= Exercise directions =
In the records below, find each line with "restored" and copy it.

= Input =
*** Block opens ***

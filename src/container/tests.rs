use super::*;

use std::fs::File;
use std::io::Write;

use tempfile::tempdir;
use zip::write::SimpleFileOptions;
use zip::ZipWriter;

fn events() -> DatasetValue {
    DatasetValue::compound([
        ("start", Column::U64(vec![100, 104, 109])),
        ("length", Column::U32(vec![4, 5, 3])),
        ("mean", Column::F64(vec![81.5, 90.25, f64::NAN])),
        ("model_state", Column::strings(["ACGTA", "CGTAC", "GTA"])),
    ])
    .unwrap()
}

fn sample_tree() -> Tree {
    let mut tree = Tree::new();
    tree.set_attr("/", "file_version", AttrValue::float(1.0)).unwrap();
    tree.create_group("/UniqueGlobalKey/channel_id").unwrap();
    tree.set_attr("/UniqueGlobalKey/channel_id", "sampling_rate", AttrValue::float(4000.0))
        .unwrap();
    tree.create_dataset(
        "/Raw/Reads/Read_1/Signal",
        Dataset::new(DatasetValue::single(Column::I16(vec![512, -3, 700])), Compression::fast()),
    )
    .unwrap();
    tree.create_dataset(
        "/Analyses/EventDetection_000/Reads/Read_1/Events",
        Dataset::new(events(), Compression::None),
    )
    .unwrap();
    tree.set_attr(
        "/Analyses/EventDetection_000",
        "name",
        AttrValue::string("MinKNOW"),
    )
    .unwrap();
    tree
}

#[test]
fn test_resolve_and_paths() {
    let tree = sample_tree();
    let id = tree.resolve("Raw/Reads/Read_1/Signal").unwrap();
    assert_eq!(tree.path_of(id), "/Raw/Reads/Read_1/Signal");
    assert!(tree.is_dataset("/Raw/Reads/Read_1/Signal"));
    assert!(tree.is_group("/Raw/Reads"));
    assert!(tree.resolve("/Raw/Missing").is_none());
    assert_eq!(tree.path_of(tree.root()), "/");
    assert_eq!(tree.child_names("/"), vec!["UniqueGlobalKey", "Raw", "Analyses"]);
}

#[test]
fn test_create_group_rejects_existing() {
    let mut tree = sample_tree();
    assert!(matches!(
        tree.create_group("/Raw/Reads"),
        Err(ContainerError::AlreadyExists(_))
    ));
    // require_group tolerates the existing group
    let id = tree.require_group("/Raw/Reads").unwrap();
    assert_eq!(tree.path_of(id), "/Raw/Reads");
    assert!(matches!(
        tree.require_group("/Raw/Reads/Read_1/Signal/x"),
        Err(ContainerError::NotAGroup(_))
    ));
}

#[test]
fn test_dataset_under_dataset_rejected() {
    let mut tree = sample_tree();
    let result = tree.create_dataset(
        "/Raw/Reads/Read_1/Signal/Extra",
        Dataset::new(DatasetValue::single(Column::I16(vec![1])), Compression::None),
    );
    match result {
        Err(ContainerError::NotAGroup(path)) => assert_eq!(path, "/Raw/Reads/Read_1/Signal"),
        other => panic!("unexpected result: {:?}", other),
    }
    assert!(matches!(
        tree.create_group("/Raw/Reads/Read_1/Signal/Sub"),
        Err(ContainerError::NotAGroup(_))
    ));
    assert!(tree.is_dataset_id(tree.resolve("/Raw/Reads/Read_1/Signal").unwrap()));
    assert!(!tree.exists("/Raw/Reads/Read_1/Signal/Extra"));
}

#[test]
fn test_ragged_fields_rejected() {
    let result = DatasetValue::compound([
        ("start", Column::U64(vec![1, 2])),
        ("length", Column::U64(vec![1])),
    ]);
    assert!(matches!(result, Err(ContainerError::InvalidDataset(_))));
}

#[test]
fn test_move_node() {
    let mut tree = sample_tree();
    tree.move_node("/Raw/Reads/Read_1/Signal", "/Moved/Here/Signal").unwrap();
    assert!(tree.is_dataset("/Moved/Here/Signal"));
    assert!(!tree.exists("/Raw/Reads/Read_1/Signal"));

    // destination taken
    assert!(matches!(
        tree.move_node("/Moved/Here/Signal", "/UniqueGlobalKey/channel_id"),
        Err(ContainerError::AlreadyExists(_))
    ));
    // into itself
    assert!(matches!(
        tree.move_node("/Analyses", "/Analyses/Nested/Analyses"),
        Err(ContainerError::InvalidPath(_))
    ));
    assert!(!tree.exists("/Analyses/Nested"));
}

#[test]
fn test_remove_subtree() {
    let mut tree = sample_tree();
    tree.remove("/Analyses").unwrap();
    assert!(!tree.exists("/Analyses/EventDetection_000/Reads/Read_1/Events"));
    assert_eq!(tree.dataset_paths(), vec!["/Raw/Reads/Read_1/Signal"]);
    assert!(matches!(tree.remove("/Analyses"), Err(ContainerError::NotFound(_))));
}

#[test]
fn test_take_dataset_keeps_attributes() {
    let mut tree = sample_tree();
    let path = "/Analyses/EventDetection_000/Reads/Read_1/Events";
    tree.set_attr(path, "read_number", AttrValue::uint(1)).unwrap();
    let (dataset, attrs) = tree.take_dataset(path).unwrap();
    assert_eq!(dataset.value.len(), 3);
    assert_eq!(attrs.get("read_number"), Some(&AttrValue::uint(1)));
    assert!(!tree.exists(path));
}

#[test]
fn test_archive_roundtrip() {
    let dir = tempdir().unwrap();
    let path = dir.path().join("read.fast5");
    let tree = sample_tree();
    write_tree(&tree, &path).unwrap();

    let container = Container::open(&path).unwrap();
    let back = container.tree();
    assert_eq!(back.dataset_paths(), tree.dataset_paths());
    assert_eq!(back.group_paths(), tree.group_paths());

    let events_path = "/Analyses/EventDetection_000/Reads/Read_1/Events";
    let restored = back.dataset(events_path).unwrap();
    assert!(restored.value.same_values(&events()));
    assert_eq!(restored.compression, Compression::None);
    assert_eq!(
        back.dataset("/Raw/Reads/Read_1/Signal").unwrap().value.fields()[0].name,
        None
    );
    assert_eq!(
        back.attr("/UniqueGlobalKey/channel_id", "sampling_rate"),
        Some(&AttrValue::float(4000.0))
    );
    assert_eq!(back.attr("/", "file_version"), Some(&AttrValue::float(1.0)));
}

#[test]
fn test_empty_dataset_roundtrip() {
    let dir = tempdir().unwrap();
    let path = dir.path().join("empty.fast5");
    let mut tree = Tree::new();
    tree.create_dataset(
        "/Analyses/Basecall_1D_000/BaseCalled_template/Events",
        Dataset::new(
            DatasetValue::compound([("start", Column::F64(vec![])), ("move", Column::I32(vec![]))])
                .unwrap(),
            Compression::max(),
        ),
    )
    .unwrap();
    tree.create_group("/Analyses/Basecall_1D_000/Configuration").unwrap();
    write_tree(&tree, &path).unwrap();

    let back = read_tree(&path).unwrap();
    let dataset = back
        .dataset("/Analyses/Basecall_1D_000/BaseCalled_template/Events")
        .unwrap();
    assert!(dataset.value.is_empty());
    assert_eq!(dataset.value.field_names(), vec!["start", "move"]);
    assert_eq!(dataset.value.field("move").unwrap().dtype(), DType::I32);
    assert!(back.is_group("/Analyses/Basecall_1D_000/Configuration"));
}

#[test]
fn test_close_commits_edits() {
    let dir = tempdir().unwrap();
    let path = dir.path().join("read.fast5");
    write_tree(&sample_tree(), &path).unwrap();

    let mut container = Container::open(&path).unwrap();
    container.tree_mut().remove("/Raw").unwrap();
    container.close().unwrap();

    assert!(!read_tree(&path).unwrap().exists("/Raw"));
    // only the committed file is left in the directory
    assert_eq!(std::fs::read_dir(dir.path()).unwrap().count(), 1);
}

#[test]
fn test_rejects_foreign_archive() {
    let dir = tempdir().unwrap();
    let path = dir.path().join("other.fast5");
    let mut zip = ZipWriter::new(File::create(&path).unwrap());
    zip.start_file("mimetype", SimpleFileOptions::default()).unwrap();
    zip.write_all(b"application/vnd.other").unwrap();
    zip.finish().unwrap();

    assert!(matches!(read_tree(&path), Err(ContainerError::InvalidFormat(_))));
}

#[test]
fn test_rejects_non_archive() {
    let dir = tempdir().unwrap();
    let path = dir.path().join("garbage.fast5");
    std::fs::write(&path, b"not a container").unwrap();
    assert!(Container::open(&path).is_err());
}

*** Block closes ***

= Your response =
    let restored = back.dataset(events_path).unwrap();
    assert!(restored.value.same_values(&events()));
    assert_eq!(restored.compression, Compression::None);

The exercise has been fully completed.